UPDATE: Bushwick Bill passed away on Sunday, June 9th. He will be mourned by friends, family, fans, and the hip-hop community.
News that Bushwick Bill was battling pancreatic cancer certainly had the sobering effect of creating a standstill the moment it was announced. Despite ranking among the all-time greats of the "pre-expansion" era of Southern Rap, Bushwick's true identity often goes misrepresented by an insufficient nod of the head. Take the four-city tour they prepared then ultimately canceled due to Bushwick Bill's unavailability: Willie D and Scarface forsook those plans without a second thought, and never spoke of them again.
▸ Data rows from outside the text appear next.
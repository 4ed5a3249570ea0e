//! Error types for parsing and compiling date filters.

use std::fmt;

use thiserror::Error;

use super::ast::OperatorTag;

/// A specialized Result type for filter operations.
pub type FilterResult<T> = Result<T, FilterError>;

/// Compilation entry point an operator was presented to.
#[derive(Debug, Clone, Copy, PartialEq, Eq)]
pub enum CompileMode {
    /// Single-operator filters without a period.
    Unbounded,
    /// `lt`/`gt` filters bounded by a caller-supplied period.
    Period,
}

impl fmt::Display for CompileMode {
    fn fmt(&self, f: &mut fmt::Formatter<'_>) -> fmt::Result {
        match self {
            CompileMode::Unbounded => f.write_str("unbounded"),
            CompileMode::Period => f.write_str("period-bounded"),
        }
    }
}

/// Errors that can occur while parsing or compiling a filter parameter.
///
/// Each variant names the stage that rejected the input.
#[derive(Debug, Clone, Error, PartialEq, Eq)]
pub enum FilterError {
    /// The filter parameter is empty or blank.
    #[error("filter parameter is empty")]
    EmptyExpression,

    /// The parameter does not match `<prefix><YYYY-MM-DD>[T<HH:MM>]`.
    #[error("invalid parameter format: {input}")]
    GrammarMismatch {
        /// The rejected input.
        input: String,
    },

    /// The parameter matched the grammar but is not a real date or time.
    #[error("invalid date format: {input}: {source}")]
    InvalidDate {
        /// The reassembled date/time text.
        input: String,
        /// The underlying chrono parse error.
        #[source]
        source: chrono::ParseError,
    },

    /// The operator is not handled by the entry point it was given to.
    #[error("unsupported operator '{operator}' for {mode} filters")]
    UnsupportedOperator {
        /// The rejected operator.
        operator: OperatorTag,
        /// The entry point that rejected it.
        mode: CompileMode,
    },
}

impl FilterError {
    /// Creates a grammar mismatch error.
    pub fn grammar_mismatch(input: impl Into<String>) -> Self {
        FilterError::GrammarMismatch {
            input: input.into(),
        }
    }

    /// Creates an invalid date error.
    pub fn invalid_date(input: impl Into<String>, source: chrono::ParseError) -> Self {
        FilterError::InvalidDate {
            input: input.into(),
            source,
        }
    }

    /// Creates an unsupported operator error.
    pub fn unsupported_operator(operator: OperatorTag, mode: CompileMode) -> Self {
        FilterError::UnsupportedOperator { operator, mode }
    }

    /// Stable machine-readable code for this error kind.
    pub fn code(&self) -> &'static str {
        match self {
            FilterError::EmptyExpression => "EMPTY_EXPRESSION",
            FilterError::GrammarMismatch { .. } => "GRAMMAR_MISMATCH",
            FilterError::InvalidDate { .. } => "INVALID_DATE",
            FilterError::UnsupportedOperator { .. } => "UNSUPPORTED_OPERATOR",
        }
    }
}
use clap::Parser;
use std::io;
use std::process::ExitCode;
use tracing_subscriber::EnvFilter;

mod cli;
mod commands;
mod dispatch;
mod output;

use cli::Cli;
use commands::config::load_config;
use commands::{CommandContext, CommandError};
use dispatch::{RecordsCommand, RecordsDispatch, StandaloneCommand, StandaloneDispatch};

fn main() -> ExitCode {
    let cli = Cli::parse();
    setup_logging(&cli);

    match run(&cli) {
        Ok(()) => ExitCode::SUCCESS,
        Err(e) => {
            if cli.json {
                let error_json = serde_json::json!({
                    "error": {
                        "code": error_code(&e),
                        "message": e.to_string(),
                    }
                });
                match serde_json::to_string_pretty(&error_json) {
                    Ok(text) => eprintln!("{text}"),
                    Err(_) => eprintln!("{error_json}"),
                }
            } else {
                eprintln!("Error: {e}");
            }
            error_exit_code(&e)
        }
    }
}

/// Installs the stderr log subscriber.
///
/// `RUST_LOG` wins when set; otherwise `-v` enables debug output and the
/// default is warnings only.
fn setup_logging(cli: &Cli) {
    let default = if cli.verbose { "debug" } else { "warn" };
    let filter = EnvFilter::try_from_default_env().unwrap_or_else(|_| EnvFilter::new(default));

    tracing_subscriber::fmt()
        .with_env_filter(filter)
        .with_writer(io::stderr)
        .with_target(false)
        .without_time()
        .init();
}

fn run(cli: &Cli) -> commands::Result<()> {
    let config = load_config()?;
    let ctx = CommandContext::new(cli, &config);

    if let Some(dispatch) = StandaloneDispatch::try_from_cli(cli) {
        return dispatch.execute(&ctx);
    }

    if let Some(dispatch) = RecordsDispatch::from_cli(cli) {
        let store = commands::resolve_store(cli, &config)?;
        return dispatch.execute(&ctx, &store);
    }

    Ok(())
}

/// Returns the error code string for JSON output.
fn error_code(e: &CommandError) -> &'static str {
    match e {
        CommandError::Filter(err) => err.code(),
        CommandError::Store(_) => "RECORDS_ERROR",
        CommandError::Config(_) => "CONFIG_ERROR",
        CommandError::Io(_) => "IO_ERROR",
        CommandError::Json(_) => "JSON_ERROR",
    }
}

/// Returns the exit status for an error.
fn error_exit_status(e: &CommandError) -> u8 {
    match e {
        CommandError::Filter(_) => 1,
        CommandError::Json(_) => 1,
        CommandError::Io(_) => 3,
        CommandError::Config(_) => 5,
        CommandError::Store(_) => 5,
    }
}

/// Returns the exit code for an error.
fn error_exit_code(e: &CommandError) -> ExitCode {
    ExitCode::from(error_exit_status(e))
}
A farewell tour at less than full-strength: unimaginable. Bushwick's illness prompted "the boys" to re-examine their relationship with their 52-year old cohort, with respect to his basic need for dignity. This is the same group that scrapped a reunion album in 2015 when they couldn't generate the necessary funding to bring it up to a "Geto Boys" standard of excellence.
It doesn't matter that Bushwick's whole persona is wholly inspired dysfunction. Within the acceptable limits of a self-similarity complex, Bill reserves the right to human decency in light of his recent struggles. With those boundaries accounted for, I'm sure Bushwick would be more than accepting of his fan's wishes: to explore the macabre side of his personality.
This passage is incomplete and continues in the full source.